Paeoniflorin Sensitizes Breast Cancer Cells to Tamoxifen by Downregulating microRNA-15b via the FOXO1/CCND1/β-Catenin Axis

BACKGROUND: Paeoniflorin (Pae) possesses anti-tumor activity in various malignancies. However, it is unclear whether Pae plays a sensitizer role in breast cancer (BC) and the molecular mechanisms involved in this process. Our oligonucleotide microarray revealed that microRNA (miR)-15b is the most significantly downregulated miRNA in MCF-7/4-hydroxytamoxifen (4-OHT) cells treated with Pae. This paper summarized the relevance of Pae in BC cell endocrine resistance to tamoxifen (Tam) and the molecular mechanisms involved miR-15b expression.
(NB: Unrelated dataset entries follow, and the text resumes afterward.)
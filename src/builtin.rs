use crate::banner;
use crate::command::ExitCode;
use crate::env::Environment;
use anyhow::{Context, Result, anyhow};
use argh::FromArgs;
use log::debug;
use std::env;
use std::fs;
use std::io::Write;
use std::path::{Path, PathBuf};

/// Built-in commands known to the shell at compile time.
///
/// Builtins execute in the shell's own process. Two of them delegate work
/// elsewhere — `textedit` spawns the editor helper and `banner` decodes an
/// image file — but both block until that work completes, so from the
/// loop's point of view every builtin is synchronous.
pub trait Builtin {
    /// Executes the command against the provided output stream and
    /// environment.
    ///
    /// Return value follows shell conventions: 0 for success, non-zero for
    /// error.
    fn execute(self, stdout: &mut dyn Write, env: &mut Environment) -> Result<ExitCode>;
}

/// A recognized builtin whose arguments could not be parsed. Carries the
/// parser's usage text; reporting it is the command's whole effect.
#[derive(Debug)]
pub struct Usage {
    pub output: String,
    pub is_error: bool,
}

impl Builtin for Usage {
    fn execute(self, stdout: &mut dyn Write, _env: &mut Environment) -> Result<ExitCode> {
        stdout.write_all(self.output.as_bytes())?;
        Ok(if self.is_error { 1 } else { 0 })
    }
}

#[derive(FromArgs, Debug)]
/// Change the current working directory.
pub struct Cd {
    #[argh(positional)]
    /// directory to switch to; absolute or relative to the current directory.
    pub target: Option<String>,
}

impl Builtin for Cd {
    fn execute(self, _stdout: &mut dyn Write, env: &mut Environment) -> Result<ExitCode> {
        let target = match self.target {
            Some(t) if !t.is_empty() => PathBuf::from(t),
            _ => return Err(anyhow!("cd: missing operand")),
        };

        let new_dir = if target.is_absolute() {
            target
        } else {
            env.current_dir.join(target)
        };

        let canonical = fs::canonicalize(&new_dir)
            .with_context(|| format!("cd: {}", new_dir.display()))?;
        env::set_current_dir(&canonical)
            .with_context(|| format!("cd: can't chdir to {}", canonical.display()))?;
        env.current_dir = canonical;
        Ok(0)
    }
}

#[derive(FromArgs, Debug)]
/// Print the shell's capability listing.
pub struct Help {}

impl Builtin for Help {
    fn execute(self, stdout: &mut dyn Write, _env: &mut Environment) -> Result<ExitCode> {
        writeln!(stdout, "Built-ins:")?;
        writeln!(stdout, "  cd <dir>             change the working directory")?;
        writeln!(stdout, "  help                 show this listing")?;
        writeln!(stdout, "  exit                 leave the shell")?;
        writeln!(stdout, "  textedit <filename>  create or edit a text file")?;
        writeln!(stdout, "  banner <image>       show an image file as ASCII art")?;
        writeln!(stdout, "  banner set <image>   save a banner shown at next startup")?;
        writeln!(stdout, "  banner clear         remove the saved banner")?;
        writeln!(stdout, "End a command with '&' to run it in the background.")?;
        writeln!(stdout, "Anything else runs as an external program.")?;
        Ok(0)
    }
}

/// The `banner` builtin's modes. The two-token grammar (`set <image>`,
/// `clear`) predates anything a flag parser models, so the modes are
/// matched by hand.
#[derive(Debug, PartialEq, Eq)]
pub enum Banner {
    /// `banner <image>` — render to the terminal.
    Show { image: PathBuf },
    /// `banner set <image>` — render and persist for the next startup.
    Set { image: PathBuf },
    /// `banner clear` — delete the persisted banner.
    Clear,
    /// `banner` with no or incomplete arguments — print usage only.
    Usage,
}

impl Banner {
    pub fn parse(args: &[String]) -> Banner {
        match args {
            [] => Banner::Usage,
            [mode, image, ..] if mode == "set" => Banner::Set {
                image: PathBuf::from(image),
            },
            [mode] if mode == "set" => Banner::Usage,
            [mode, ..] if mode == "clear" => Banner::Clear,
            [image, ..] => Banner::Show {
                image: PathBuf::from(image),
            },
        }
    }
}

impl Builtin for Banner {
    fn execute(self, stdout: &mut dyn Write, _env: &mut Environment) -> Result<ExitCode> {
        match self {
            Banner::Usage => {
                writeln!(stdout, "Usage:")?;
                writeln!(stdout, "  banner <image>       show image as ASCII")?;
                writeln!(stdout, "  banner set <image>   save image for next startup")?;
                writeln!(stdout, "  banner clear         remove saved banner")?;
                Ok(0)
            }
            Banner::Show { image } => {
                let art = banner::render(&image, banner::BANNER_WIDTH)?;
                stdout.write_all(art.as_bytes())?;
                Ok(0)
            }
            Banner::Set { image } => {
                banner::save(&image, banner::BANNER_WIDTH, Path::new(banner::BANNER_FILE))?;
                writeln!(stdout, "Saved banner for next startup.")?;
                Ok(0)
            }
            Banner::Clear => {
                banner::clear(Path::new(banner::BANNER_FILE))?;
                writeln!(stdout, "Banner cleared.")?;
                Ok(0)
            }
        }
    }
}

#[derive(FromArgs, Debug)]
/// Create or edit a text file in the line-editor helper.
pub struct TextEdit {
    #[argh(positional)]
    /// file to open in the editor.
    pub filename: Option<String>,
}

impl TextEdit {
    /// Locate the editor helper: the `textedit` binary installed next to
    /// the shell executable, falling back to a PATH lookup.
    fn helper_path() -> PathBuf {
        if let Ok(exe) = env::current_exe() {
            if let Some(dir) = exe.parent() {
                let candidate = dir.join("textedit");
                if candidate.exists() {
                    return candidate;
                }
            }
        }
        PathBuf::from("textedit")
    }
}

impl Builtin for TextEdit {
    fn execute(self, stdout: &mut dyn Write, env: &mut Environment) -> Result<ExitCode> {
        // Without a filename the whole shell terminates, not just the
        // command. Deliberate quirk, kept from the shell this one replaces.
        let Some(filename) = self.filename else {
            let _ = writeln!(stdout, "Usage: textedit <filename>");
            let _ = stdout.flush();
            std::process::exit(1);
        };

        let helper = Self::helper_path();
        let status = std::process::Command::new(&helper)
            .arg(&filename)
            .current_dir(&env.current_dir)
            .spawn()
            .with_context(|| format!("failed to start '{}'", helper.display()))?
            .wait()
            .context("wait for editor failed")?;
        debug!("editor finished: {}", status);
        Ok(status.code().unwrap_or(1))
    }
}

#[cfg(test)]
mod tests {
    use super::*;
    use crate::testutil::lock_current_dir;
    use std::env as stdenv;
    use std::time::{SystemTime, UNIX_EPOCH};

    fn make_unique_temp_dir(tag: &str) -> PathBuf {
        let nanos = SystemTime::now()
            .duration_since(UNIX_EPOCH)
            .unwrap()
            .as_nanos();
        let p = stdenv::temp_dir().join(format!("krill_test_{}_{}_{}", tag, std::process::id(), nanos));
        fs::create_dir_all(&p).expect("create temp dir");
        p
    }

    #[test]
    fn cd_changes_both_process_and_tracked_dir() {
        let _lock = lock_current_dir();
        let temp = make_unique_temp_dir("cd_ok");
        let canonical = fs::canonicalize(&temp).unwrap();
        let orig = stdenv::current_dir().unwrap();

        let mut env = Environment::new();
        let cmd = Cd {
            target: Some(canonical.to_string_lossy().to_string()),
        };
        let res = cmd.execute(&mut Vec::new(), &mut env);

        assert_eq!(res.unwrap(), 0);
        assert_eq!(stdenv::current_dir().unwrap(), canonical);
        assert_eq!(env.current_dir, canonical);

        stdenv::set_current_dir(orig).expect("restore cwd");
        let _ = fs::remove_dir_all(temp);
    }

    #[test]
    fn cd_nonexistent_leaves_directory_unchanged() {
        let _lock = lock_current_dir();
        let orig = stdenv::current_dir().unwrap();

        let mut env = Environment::new();
        let cmd = Cd {
            target: Some(format!("no_such_dir_{}", std::process::id())),
        };
        let res = cmd.execute(&mut Vec::new(), &mut env);

        assert!(res.is_err());
        assert_eq!(stdenv::current_dir().unwrap(), orig);
        assert_eq!(env.current_dir, orig);
    }

    #[test]
    fn cd_without_operand_is_an_error() {
        let mut env = Environment::new();
        let err = Cd { target: None }
            .execute(&mut Vec::new(), &mut env)
            .unwrap_err();
        assert!(err.to_string().contains("missing operand"));
    }

    #[test]
    fn help_lists_every_builtin() {
        let mut out = Vec::new();
        let code = Help {}.execute(&mut out, &mut Environment::new()).unwrap();
        assert_eq!(code, 0);

        let text = String::from_utf8(out).unwrap();
        for name in ["cd", "help", "exit", "textedit", "banner"] {
            assert!(text.contains(name), "help is missing '{}'", name);
        }
    }

    #[test]
    fn banner_mode_parsing() {
        assert_eq!(Banner::parse(&[]), Banner::Usage);
        assert_eq!(Banner::parse(&["set".into()]), Banner::Usage);
        assert_eq!(
            Banner::parse(&["set".into(), "pic.png".into()]),
            Banner::Set {
                image: PathBuf::from("pic.png")
            }
        );
        assert_eq!(Banner::parse(&["clear".into()]), Banner::Clear);
        assert_eq!(
            Banner::parse(&["pic.png".into()]),
            Banner::Show {
                image: PathBuf::from("pic.png")
            }
        );
    }

    #[test]
    fn banner_usage_prints_without_side_effects() {
        let _lock = lock_current_dir();
        let temp = make_unique_temp_dir("banner_usage");
        let orig = stdenv::current_dir().unwrap();
        stdenv::set_current_dir(&temp).unwrap();

        let mut out = Vec::new();
        let code = Banner::Usage
            .execute(&mut out, &mut Environment::new())
            .unwrap();
        assert_eq!(code, 0);
        assert!(String::from_utf8(out).unwrap().contains("banner set"));
        assert!(!Path::new(banner::BANNER_FILE).exists());

        stdenv::set_current_dir(orig).unwrap();
        let _ = fs::remove_dir_all(temp);
    }

    #[test]
    fn banner_show_failure_has_no_side_effects() {
        let _lock = lock_current_dir();
        let temp = make_unique_temp_dir("banner_fail");
        let orig = stdenv::current_dir().unwrap();
        stdenv::set_current_dir(&temp).unwrap();

        let mut out = Vec::new();
        let res = Banner::Show {
            image: PathBuf::from("missing.png"),
        }
        .execute(&mut out, &mut Environment::new());

        assert!(res.is_err());
        assert!(out.is_empty());
        assert!(!Path::new(banner::BANNER_FILE).exists());

        stdenv::set_current_dir(orig).unwrap();
        let _ = fs::remove_dir_all(temp);
    }

    #[test]
    fn banner_clear_without_saved_banner_succeeds() {
        let _lock = lock_current_dir();
        let temp = make_unique_temp_dir("banner_clear");
        let orig = stdenv::current_dir().unwrap();
        stdenv::set_current_dir(&temp).unwrap();

        let mut out = Vec::new();
        let code = Banner::Clear
            .execute(&mut out, &mut Environment::new())
            .unwrap();
        assert_eq!(code, 0);
        assert!(String::from_utf8(out).unwrap().contains("cleared"));

        stdenv::set_current_dir(orig).unwrap();
        let _ = fs::remove_dir_all(temp);
    }

    #[test]
    fn textedit_reports_helper_spawn_failure() {
        let _lock = lock_current_dir();
        // Only meaningful where no real editor helper is reachable.
        let env = Environment::new();
        if crate::external::find_command_path(&env.search_path(), Path::new("textedit")).is_some() {
            return;
        }

        let mut env = env;
        let res = TextEdit {
            filename: Some("notes.txt".into()),
        }
        .execute(&mut Vec::new(), &mut env);
        assert!(res.is_err());
    }
}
MATERIALS AND METHODS: 4-OHT-resistant BC cell lines were developed and treated with different concentrations of Pae. Flow cytometry, lactose dehydrogenase activity, caspase-3 activity, colony formation, and EdU assays were carried out to assess the impact of Pae on BC cells. Differentially expressed miRNAs in BC cells treated with Pae were analyzed by microarray. Targeting mRNAs of screened miR-15b as well as the binding of forkhead box O1 (FOXO1) to the cyclin D1 (CCND1) promoter sequence were predicted through bioinformatics analysis. Finally, the expression of β-catenin signaling-related genes in cells was detected by Western blotting. RESULTS: Pae (100 μg/mL) inhibited the clonality and viability of BC cells, while enhancing apoptosis in vitro. Pae also repressed miR-15b expression. Overexpression of miR-15b restored the growth and resistance of BC cells to 4-OHT. Moreover, Pae promoted FOXO1 expression by downregulating miR-15b, thereby transcriptionally inhibiting CCND1 and subsequently blocking β-catenin signaling. CONCLUSION: Pae inhibits 4-OHT resistance in BC cells by regulating the miR-15b/FOXO1/CCND1/β-catenin pathway.